EXERCISE INPUTS below:

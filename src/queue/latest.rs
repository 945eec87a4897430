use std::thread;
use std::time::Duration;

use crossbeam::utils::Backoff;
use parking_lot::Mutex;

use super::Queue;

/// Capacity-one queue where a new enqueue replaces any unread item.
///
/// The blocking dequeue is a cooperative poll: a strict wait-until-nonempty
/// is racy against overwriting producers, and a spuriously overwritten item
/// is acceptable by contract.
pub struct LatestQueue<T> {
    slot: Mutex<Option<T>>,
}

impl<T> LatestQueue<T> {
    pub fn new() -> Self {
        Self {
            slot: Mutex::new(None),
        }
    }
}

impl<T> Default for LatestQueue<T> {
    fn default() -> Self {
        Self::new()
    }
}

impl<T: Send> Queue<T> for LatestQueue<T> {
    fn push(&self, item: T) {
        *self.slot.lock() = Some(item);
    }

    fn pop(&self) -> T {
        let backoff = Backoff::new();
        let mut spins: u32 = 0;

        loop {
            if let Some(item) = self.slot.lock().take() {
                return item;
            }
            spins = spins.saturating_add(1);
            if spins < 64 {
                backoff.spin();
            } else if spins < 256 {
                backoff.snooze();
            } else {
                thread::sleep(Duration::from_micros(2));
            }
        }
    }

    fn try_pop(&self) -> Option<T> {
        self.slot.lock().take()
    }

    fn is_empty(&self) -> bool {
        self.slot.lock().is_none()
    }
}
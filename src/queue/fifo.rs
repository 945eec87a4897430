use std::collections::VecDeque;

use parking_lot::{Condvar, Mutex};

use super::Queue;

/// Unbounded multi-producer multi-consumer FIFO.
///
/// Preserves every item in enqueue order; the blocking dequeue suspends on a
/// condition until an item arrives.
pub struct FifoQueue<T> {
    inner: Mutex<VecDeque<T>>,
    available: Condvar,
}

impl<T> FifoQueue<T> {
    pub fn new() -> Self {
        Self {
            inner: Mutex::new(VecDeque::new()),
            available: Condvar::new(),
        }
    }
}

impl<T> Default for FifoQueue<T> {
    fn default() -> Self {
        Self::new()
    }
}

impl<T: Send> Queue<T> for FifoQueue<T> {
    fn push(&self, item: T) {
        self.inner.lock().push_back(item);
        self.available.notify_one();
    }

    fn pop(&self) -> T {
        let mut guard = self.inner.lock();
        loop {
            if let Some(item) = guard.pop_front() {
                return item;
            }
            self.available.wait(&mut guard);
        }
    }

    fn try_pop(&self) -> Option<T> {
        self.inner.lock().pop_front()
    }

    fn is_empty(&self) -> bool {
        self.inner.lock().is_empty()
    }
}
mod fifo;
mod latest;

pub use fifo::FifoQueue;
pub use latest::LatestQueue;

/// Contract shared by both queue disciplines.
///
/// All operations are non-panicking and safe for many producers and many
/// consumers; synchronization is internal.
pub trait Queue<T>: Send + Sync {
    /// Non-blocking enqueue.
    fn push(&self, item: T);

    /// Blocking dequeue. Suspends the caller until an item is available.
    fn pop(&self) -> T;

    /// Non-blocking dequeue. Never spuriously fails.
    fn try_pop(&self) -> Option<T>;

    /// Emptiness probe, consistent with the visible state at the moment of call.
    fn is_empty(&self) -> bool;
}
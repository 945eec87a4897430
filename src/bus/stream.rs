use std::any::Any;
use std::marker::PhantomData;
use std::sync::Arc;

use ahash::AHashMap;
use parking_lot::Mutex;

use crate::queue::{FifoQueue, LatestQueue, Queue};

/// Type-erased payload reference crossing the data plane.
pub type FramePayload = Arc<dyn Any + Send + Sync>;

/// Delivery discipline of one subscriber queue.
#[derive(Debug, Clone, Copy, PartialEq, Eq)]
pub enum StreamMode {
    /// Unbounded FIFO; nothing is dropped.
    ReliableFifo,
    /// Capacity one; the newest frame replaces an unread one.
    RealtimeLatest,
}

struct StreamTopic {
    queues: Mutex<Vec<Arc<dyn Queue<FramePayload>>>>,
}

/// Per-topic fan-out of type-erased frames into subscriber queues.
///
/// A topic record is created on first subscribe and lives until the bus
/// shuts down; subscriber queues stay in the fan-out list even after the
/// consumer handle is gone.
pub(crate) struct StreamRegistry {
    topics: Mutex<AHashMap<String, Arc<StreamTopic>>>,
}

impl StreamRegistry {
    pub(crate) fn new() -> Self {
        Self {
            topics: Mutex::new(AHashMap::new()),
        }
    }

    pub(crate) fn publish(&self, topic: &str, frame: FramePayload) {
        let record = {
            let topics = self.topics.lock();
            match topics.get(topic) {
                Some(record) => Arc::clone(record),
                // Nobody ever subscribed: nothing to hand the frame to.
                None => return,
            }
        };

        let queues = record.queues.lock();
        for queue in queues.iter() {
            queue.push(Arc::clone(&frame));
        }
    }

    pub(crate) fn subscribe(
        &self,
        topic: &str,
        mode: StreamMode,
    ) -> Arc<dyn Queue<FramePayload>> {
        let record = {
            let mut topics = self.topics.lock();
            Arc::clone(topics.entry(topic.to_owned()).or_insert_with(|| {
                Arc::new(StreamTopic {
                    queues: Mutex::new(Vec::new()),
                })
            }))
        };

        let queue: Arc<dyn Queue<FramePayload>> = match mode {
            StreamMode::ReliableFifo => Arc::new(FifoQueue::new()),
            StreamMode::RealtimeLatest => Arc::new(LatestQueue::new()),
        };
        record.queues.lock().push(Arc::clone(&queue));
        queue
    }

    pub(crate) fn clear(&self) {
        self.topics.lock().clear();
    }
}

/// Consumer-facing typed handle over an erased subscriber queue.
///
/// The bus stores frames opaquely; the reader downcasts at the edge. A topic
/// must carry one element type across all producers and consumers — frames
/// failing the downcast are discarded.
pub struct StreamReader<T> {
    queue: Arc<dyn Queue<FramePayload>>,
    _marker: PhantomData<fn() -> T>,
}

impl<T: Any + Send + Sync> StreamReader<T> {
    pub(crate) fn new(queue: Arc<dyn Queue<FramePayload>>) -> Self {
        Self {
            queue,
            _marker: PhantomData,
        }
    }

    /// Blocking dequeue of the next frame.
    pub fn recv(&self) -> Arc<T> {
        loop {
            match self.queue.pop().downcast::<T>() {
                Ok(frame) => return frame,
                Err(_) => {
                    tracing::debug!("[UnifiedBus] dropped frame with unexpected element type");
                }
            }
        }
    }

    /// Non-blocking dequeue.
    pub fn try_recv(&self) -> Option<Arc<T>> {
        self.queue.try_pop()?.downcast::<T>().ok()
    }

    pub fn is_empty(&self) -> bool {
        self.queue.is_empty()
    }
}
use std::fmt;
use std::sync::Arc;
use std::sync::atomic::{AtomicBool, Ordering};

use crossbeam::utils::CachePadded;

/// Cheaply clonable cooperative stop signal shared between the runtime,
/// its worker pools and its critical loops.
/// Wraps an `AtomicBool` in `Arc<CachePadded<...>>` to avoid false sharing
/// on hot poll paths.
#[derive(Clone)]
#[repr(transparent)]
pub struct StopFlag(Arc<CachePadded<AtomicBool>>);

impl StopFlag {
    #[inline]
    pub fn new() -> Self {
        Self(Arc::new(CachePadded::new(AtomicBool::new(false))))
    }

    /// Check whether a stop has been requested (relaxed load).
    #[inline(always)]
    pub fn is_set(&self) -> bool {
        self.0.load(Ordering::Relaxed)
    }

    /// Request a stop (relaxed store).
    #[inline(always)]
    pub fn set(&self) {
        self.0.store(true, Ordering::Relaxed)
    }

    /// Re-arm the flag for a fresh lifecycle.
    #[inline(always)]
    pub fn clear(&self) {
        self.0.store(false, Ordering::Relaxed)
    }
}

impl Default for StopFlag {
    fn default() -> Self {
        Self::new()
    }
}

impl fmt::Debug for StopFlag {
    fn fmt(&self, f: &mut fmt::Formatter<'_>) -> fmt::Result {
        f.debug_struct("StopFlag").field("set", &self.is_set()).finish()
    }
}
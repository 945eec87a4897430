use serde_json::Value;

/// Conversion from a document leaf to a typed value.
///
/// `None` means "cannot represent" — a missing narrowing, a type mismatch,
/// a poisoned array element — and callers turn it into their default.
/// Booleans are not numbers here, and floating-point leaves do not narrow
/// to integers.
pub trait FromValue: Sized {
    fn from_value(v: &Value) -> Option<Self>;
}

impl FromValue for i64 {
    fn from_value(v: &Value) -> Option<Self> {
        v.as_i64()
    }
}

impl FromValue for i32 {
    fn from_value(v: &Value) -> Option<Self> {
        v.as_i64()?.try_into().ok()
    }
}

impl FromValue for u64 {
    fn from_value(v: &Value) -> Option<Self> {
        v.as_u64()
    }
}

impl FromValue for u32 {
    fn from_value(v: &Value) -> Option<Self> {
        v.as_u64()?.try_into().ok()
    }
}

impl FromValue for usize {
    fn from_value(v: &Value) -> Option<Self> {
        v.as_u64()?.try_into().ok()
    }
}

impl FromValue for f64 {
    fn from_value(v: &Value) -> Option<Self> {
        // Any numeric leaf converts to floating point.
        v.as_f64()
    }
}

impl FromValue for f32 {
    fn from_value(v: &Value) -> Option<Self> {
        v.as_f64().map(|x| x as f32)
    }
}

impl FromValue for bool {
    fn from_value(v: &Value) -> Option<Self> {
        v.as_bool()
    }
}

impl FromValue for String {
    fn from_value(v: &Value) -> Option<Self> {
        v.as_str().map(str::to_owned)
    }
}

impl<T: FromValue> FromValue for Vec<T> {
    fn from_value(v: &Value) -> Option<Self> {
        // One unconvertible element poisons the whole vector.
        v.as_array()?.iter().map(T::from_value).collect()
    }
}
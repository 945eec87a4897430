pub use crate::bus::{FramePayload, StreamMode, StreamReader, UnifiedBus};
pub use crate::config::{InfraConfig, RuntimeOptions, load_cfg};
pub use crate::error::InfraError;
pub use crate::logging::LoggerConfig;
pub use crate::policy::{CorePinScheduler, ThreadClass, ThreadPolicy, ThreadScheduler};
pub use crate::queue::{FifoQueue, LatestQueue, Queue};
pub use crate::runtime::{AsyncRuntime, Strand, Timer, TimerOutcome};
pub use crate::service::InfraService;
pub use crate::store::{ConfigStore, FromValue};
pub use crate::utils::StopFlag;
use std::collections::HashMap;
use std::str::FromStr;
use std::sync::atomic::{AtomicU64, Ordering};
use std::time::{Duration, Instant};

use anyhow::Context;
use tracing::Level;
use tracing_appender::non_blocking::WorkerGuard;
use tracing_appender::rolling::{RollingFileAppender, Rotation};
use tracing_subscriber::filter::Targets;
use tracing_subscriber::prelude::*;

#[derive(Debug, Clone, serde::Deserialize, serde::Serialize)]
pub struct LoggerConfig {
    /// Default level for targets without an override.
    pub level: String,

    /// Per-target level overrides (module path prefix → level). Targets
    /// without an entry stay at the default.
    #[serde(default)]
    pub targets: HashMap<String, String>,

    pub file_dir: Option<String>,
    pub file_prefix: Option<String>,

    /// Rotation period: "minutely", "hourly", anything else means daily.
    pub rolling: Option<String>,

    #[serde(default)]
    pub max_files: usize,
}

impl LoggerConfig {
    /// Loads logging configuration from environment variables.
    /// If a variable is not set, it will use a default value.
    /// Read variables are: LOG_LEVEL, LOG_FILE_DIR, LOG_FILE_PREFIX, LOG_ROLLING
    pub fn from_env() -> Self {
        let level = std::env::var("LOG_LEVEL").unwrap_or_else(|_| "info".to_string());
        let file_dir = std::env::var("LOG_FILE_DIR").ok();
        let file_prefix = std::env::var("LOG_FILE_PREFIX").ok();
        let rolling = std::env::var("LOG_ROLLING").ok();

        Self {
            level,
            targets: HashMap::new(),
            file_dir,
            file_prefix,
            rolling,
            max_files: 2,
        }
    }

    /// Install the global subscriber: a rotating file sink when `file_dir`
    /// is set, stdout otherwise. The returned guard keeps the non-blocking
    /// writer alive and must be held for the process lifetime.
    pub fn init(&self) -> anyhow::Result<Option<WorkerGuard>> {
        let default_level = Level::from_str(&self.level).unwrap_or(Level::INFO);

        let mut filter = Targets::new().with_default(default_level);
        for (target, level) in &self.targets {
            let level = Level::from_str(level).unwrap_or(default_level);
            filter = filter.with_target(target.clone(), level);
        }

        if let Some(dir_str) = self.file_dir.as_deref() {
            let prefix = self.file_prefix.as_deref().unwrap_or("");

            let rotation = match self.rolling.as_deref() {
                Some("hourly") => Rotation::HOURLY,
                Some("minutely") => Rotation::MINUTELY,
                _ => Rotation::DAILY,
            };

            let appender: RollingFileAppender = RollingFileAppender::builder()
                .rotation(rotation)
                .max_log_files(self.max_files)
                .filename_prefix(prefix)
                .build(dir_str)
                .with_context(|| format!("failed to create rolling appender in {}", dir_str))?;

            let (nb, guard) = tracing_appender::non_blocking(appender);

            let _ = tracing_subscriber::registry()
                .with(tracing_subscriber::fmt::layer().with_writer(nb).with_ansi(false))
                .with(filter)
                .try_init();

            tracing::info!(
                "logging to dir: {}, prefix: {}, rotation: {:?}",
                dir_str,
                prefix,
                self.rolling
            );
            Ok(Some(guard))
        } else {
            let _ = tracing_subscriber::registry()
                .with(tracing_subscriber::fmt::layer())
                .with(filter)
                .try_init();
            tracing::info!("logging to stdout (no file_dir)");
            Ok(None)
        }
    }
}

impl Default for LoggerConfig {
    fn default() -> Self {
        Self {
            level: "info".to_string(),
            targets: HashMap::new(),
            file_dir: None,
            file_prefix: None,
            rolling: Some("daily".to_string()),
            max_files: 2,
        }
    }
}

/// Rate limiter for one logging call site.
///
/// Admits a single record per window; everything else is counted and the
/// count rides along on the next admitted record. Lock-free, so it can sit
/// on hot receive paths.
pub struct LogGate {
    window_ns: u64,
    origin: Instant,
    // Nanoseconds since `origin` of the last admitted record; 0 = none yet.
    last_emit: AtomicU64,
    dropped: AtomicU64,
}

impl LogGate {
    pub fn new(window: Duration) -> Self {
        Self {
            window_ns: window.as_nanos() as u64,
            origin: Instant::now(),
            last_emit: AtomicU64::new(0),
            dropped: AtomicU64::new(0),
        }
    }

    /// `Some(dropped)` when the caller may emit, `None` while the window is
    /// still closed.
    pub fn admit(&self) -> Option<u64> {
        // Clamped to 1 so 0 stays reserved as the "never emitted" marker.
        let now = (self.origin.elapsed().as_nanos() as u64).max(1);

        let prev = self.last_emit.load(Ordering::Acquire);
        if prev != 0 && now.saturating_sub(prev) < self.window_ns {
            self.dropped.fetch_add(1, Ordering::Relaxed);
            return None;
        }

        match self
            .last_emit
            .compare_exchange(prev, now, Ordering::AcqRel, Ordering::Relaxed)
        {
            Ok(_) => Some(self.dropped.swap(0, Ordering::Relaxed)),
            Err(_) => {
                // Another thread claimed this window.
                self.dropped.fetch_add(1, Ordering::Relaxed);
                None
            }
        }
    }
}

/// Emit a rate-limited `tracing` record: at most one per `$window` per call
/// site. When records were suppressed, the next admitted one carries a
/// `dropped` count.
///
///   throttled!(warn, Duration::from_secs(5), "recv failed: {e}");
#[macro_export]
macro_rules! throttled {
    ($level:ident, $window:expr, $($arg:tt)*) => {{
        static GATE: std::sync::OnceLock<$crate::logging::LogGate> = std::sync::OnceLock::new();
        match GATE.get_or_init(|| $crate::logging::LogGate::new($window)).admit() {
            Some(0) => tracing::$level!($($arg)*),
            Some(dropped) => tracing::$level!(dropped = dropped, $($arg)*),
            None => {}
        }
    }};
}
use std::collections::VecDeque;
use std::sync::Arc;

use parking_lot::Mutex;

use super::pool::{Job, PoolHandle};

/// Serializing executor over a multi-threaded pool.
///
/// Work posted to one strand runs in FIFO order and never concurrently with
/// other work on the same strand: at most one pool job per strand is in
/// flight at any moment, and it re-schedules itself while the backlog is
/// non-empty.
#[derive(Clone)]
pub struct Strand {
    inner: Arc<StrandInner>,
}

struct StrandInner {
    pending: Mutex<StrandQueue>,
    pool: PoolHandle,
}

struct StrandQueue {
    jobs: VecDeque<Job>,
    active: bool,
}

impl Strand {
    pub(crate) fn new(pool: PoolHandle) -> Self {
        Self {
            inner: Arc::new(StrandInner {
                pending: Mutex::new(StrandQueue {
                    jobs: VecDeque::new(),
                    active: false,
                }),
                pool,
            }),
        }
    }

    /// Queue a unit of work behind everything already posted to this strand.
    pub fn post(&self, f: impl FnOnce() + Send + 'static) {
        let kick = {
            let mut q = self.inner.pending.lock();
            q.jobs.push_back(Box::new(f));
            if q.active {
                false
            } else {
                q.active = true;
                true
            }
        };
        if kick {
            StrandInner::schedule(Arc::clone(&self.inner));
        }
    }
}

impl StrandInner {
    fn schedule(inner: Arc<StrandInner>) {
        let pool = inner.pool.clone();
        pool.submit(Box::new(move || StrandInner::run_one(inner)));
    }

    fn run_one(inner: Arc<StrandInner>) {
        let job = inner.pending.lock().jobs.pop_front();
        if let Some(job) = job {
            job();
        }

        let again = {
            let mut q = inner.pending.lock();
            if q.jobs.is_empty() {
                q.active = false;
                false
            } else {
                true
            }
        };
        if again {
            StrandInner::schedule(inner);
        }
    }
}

End of EXERCISE INPUTS.

→ REQUIRED WORK:
Return each line of the listing that holds the word "typed".

→ WRITTEN RESPONSE:
/// Consumer-facing typed handle over an erased subscriber queue.
/// Conversion from a document leaf to a typed value.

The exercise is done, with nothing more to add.